Intensity discrepancies. Why is it that when I am analyzing, e.g., T3 data in "BMWbest" file, and cycling back and forth between a paused capture on the bar graphs view and a paused capture on the frequency view, the T3 vibrations do not look like they are the same intensity. For example, on the frequency view, I have a paused moment where it looks like the T3 vibration for the RF wheel is 74 mgs, but when I cycle over to the bar graph view, it looks to be less than 20 mgs. Is there a time delay between the frequency view and the bar graph view? Is it because the "T3" vibration is slightly off center from what the mathematical calculation for where T3 actually is? Why is there this discrepancy between the bar graph view and frequency view in terms of intensity (mgs)?

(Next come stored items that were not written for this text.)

mod expr;
mod parser;
pub mod printer;
mod stmt;
mod value;

pub use expr::{Expr, ExprId, ExprVisitor};
pub use parser::Parser;
pub use stmt::{FunDecl, Stmt, StmtVisitor};
pub use value::Literal;
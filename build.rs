use std::path::PathBuf;

fn main() {
    println!("cargo::rerun-if-changed=build.rs");
    println!("cargo::rerun-if-changed=tests");

    build_test_package("lang");
}

fn build_test_package(package_name: &str) {
    let out_dir = PathBuf::from(std::env::var_os("OUT_DIR").expect("cargo sets OUT_DIR for build scripts"));

    let mut tests = Vec::new();

    for path in glob::glob(format!("tests/{}/**/*.lox", package_name).as_str()).expect("Failed to read glob pattern").flatten() {
        if let Some(name) = format!("{}", path.display())
            .replace(std::path::MAIN_SEPARATOR_STR, "_")
            .strip_prefix("tests_")
            .map(|s| s.strip_suffix(".lox").unwrap_or_default())
            .map(|s| s.replace('-', "_"))
        {
            tests.push((path.to_owned(), name));
        }
    }

    let test_defs = tests
        .iter()
        .map(|(path, name)| format!("#[test]\nfn {name}() {{ run_file(\"{}\").expect(\"no errors\") }}", path.display()))
        .collect::<Vec<_>>()
        .join("\n\n");

    println!("cargo::rerun-if-changed=tests/{package_name}/");
    std::fs::create_dir_all(out_dir.join("tests")).expect("Unable to create test directory");
    std::fs::write(out_dir.join("tests").join(format!("{package_name}.rs")), test_defs).expect("Unable to write test file")
}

This behaviour we can attribute to the theoretical frequency calculation of T3 (denoted by the vibration order marker) and the actual frequency of T3

When obtaining road speed via OBD, the theoretical T3 frequency is first calculated using T1 x 3 using the tyre circumference method

Given NVH knows the tyre diameter and road speed it calculates the theoretical frequency as follows:

Wheel Frequency calculated from OBD road speed and tyre circumference.
Road speed 47.8 mph = 76.92 Km/h
Tyre size 205/55/16
(Vehicle speed (km/h) * 1000 (m)) / (2 π * Tire Radius x 3600 (sec))
Wheel Frequency (T1) = 11.34 Hz
T3 = T1 x 3 = 34.02 Hz

Our NVH software will place the vibration order markers (T1 & T3) at these locations in the frequency view, regardless of whether the peak vibration from the tyre or tripod joint aligns with these markers (often they don’t, but are instead, half way up the peak)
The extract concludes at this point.